Importing required libraries

In [1]:
import pandas as pd
import numpy as np
import requests
import json

In [5]:
from itertools import islice
from PIL import Image
from io import BytesIO
from langchain.document_loaders import CSVLoader, TextLoader, JSONLoader
from unstructured.partition.docx import partition_docx
from IPython.core.display import display, HTML

## Unstructured - `partition_docx()`

In [6]:
word_doc = partition_docx(filename = '/content/docx/Data Enablement Service.docx')

General information function

In [11]:
def general_info(doc):
  print(f'Type of document: {type(doc)}')
  print(f'Number of elements in document: {len(doc)}')
  print(f'Type of First element in document: {type(doc[0])}')
  print(f'First element in document\n {doc[0]}')
  print(f'Type of Last element in document: {type(doc[-1])}')
  print(f'Last element in document\n {doc[-1]}')

In [12]:
general_info(word_doc)

Type of document: <class 'list'>
Number of elements in document: 423
Type of First element in document: <class 'unstructured.documents.elements.Title'>
First element in document
                                              Data Enablement platform
Type of Last element in document: <class 'unstructured.documents.elements.NarrativeText'>
Last element in document
 Use ElasticSearch client library elasticsearch-py for Python to interact with ElasticSearch from the product application.


In [14]:
element_types = set([type(item) for item in word_doc])
print(len(element_types))
for typ in element_types:
  print(typ)

6
<class 'unstructured.documents.elements.PageBreak'>
<class 'unstructured.documents.elements.Text'>
<class 'unstructured.documents.elements.Title'>
<class 'unstructured.documents.elements.ListItem'>
<class 'unstructured.documents.elements.NarrativeText'>
<class 'unstructured.documents.elements.Table'>


In [19]:
tables = [el for el in word_doc if str(type(el)) == "<class 'unstructured.documents.elements.Table'>"]
print(len(tables))

3


In [20]:
tables

[<unstructured.documents.elements.Table at 0x7c946e7062f0>,
 <unstructured.documents.elements.Table at 0x7c946e705540>,
 <unstructured.documents.elements.Table at 0x7c946f8e4bb0>]

In [21]:
for table in tables:
  print('#### Table ###')
  print(table.text)

#### Table ###
Hit Rate	​ Proportion of queries for which the system retrieves relevant chunks​ Mean Reciprocal Rank (MRR)​ MRR is the average of the reciprocal ranks of the first relevant item retrieved for each query.

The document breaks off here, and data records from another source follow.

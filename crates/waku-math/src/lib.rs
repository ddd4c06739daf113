// SPDX-License-Identifier: CEPL-1.0
//! Camera, input and per-frame transform math.

pub mod camera;
pub mod input;
pub mod uniform;

pub use camera::Camera;
pub use glam;
pub use input::{InputState, MoveKeys};
pub use uniform::{model_spin, UniformData};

It emphasizes the ranking of the first relevant item.​ Precision@K​ Precision@K measures the proportion of retrieved items in the top-K rankings that are relevant to the query. Example: Let's say you retrieve 5 items for a query, out of which only 3 are relevant, then Precision @ 5 would be 3/5 or 0.6.​ Normalized Discounted Cumulative Gain (NDCG)​ NDCG measures the ranking quality by considering both relevance and rank position of retrieved items. It discounts the relevance of items appearing lower in the list​
#### Table ###
Contextual Relevance ​ This guardrail ensures that the responses generated by the language model are appropriate and related to the given context.​ Answer Relevance​ This guardrail focuses on evaluating generated responses that the provided inform

In [32]:
from unstructured.partition.docx import partition_docx
from unstructured.documents.elements import Table
from typing import List

elements = partition_docx(filename='/content/docx/Data Enablement Service.docx')

markdown_tables = []

for element in elements:

    if isinstance(element, Table):
        markdown_table = []

        # Get the table data
        if element.text:
            rows = element.text.strip().split('\n')
            if rows:
                # Process header
                header = [cell.strip() for cell in rows[0].split('\t')]
                markdown_table.append("| " + " | ".join(header) + " |")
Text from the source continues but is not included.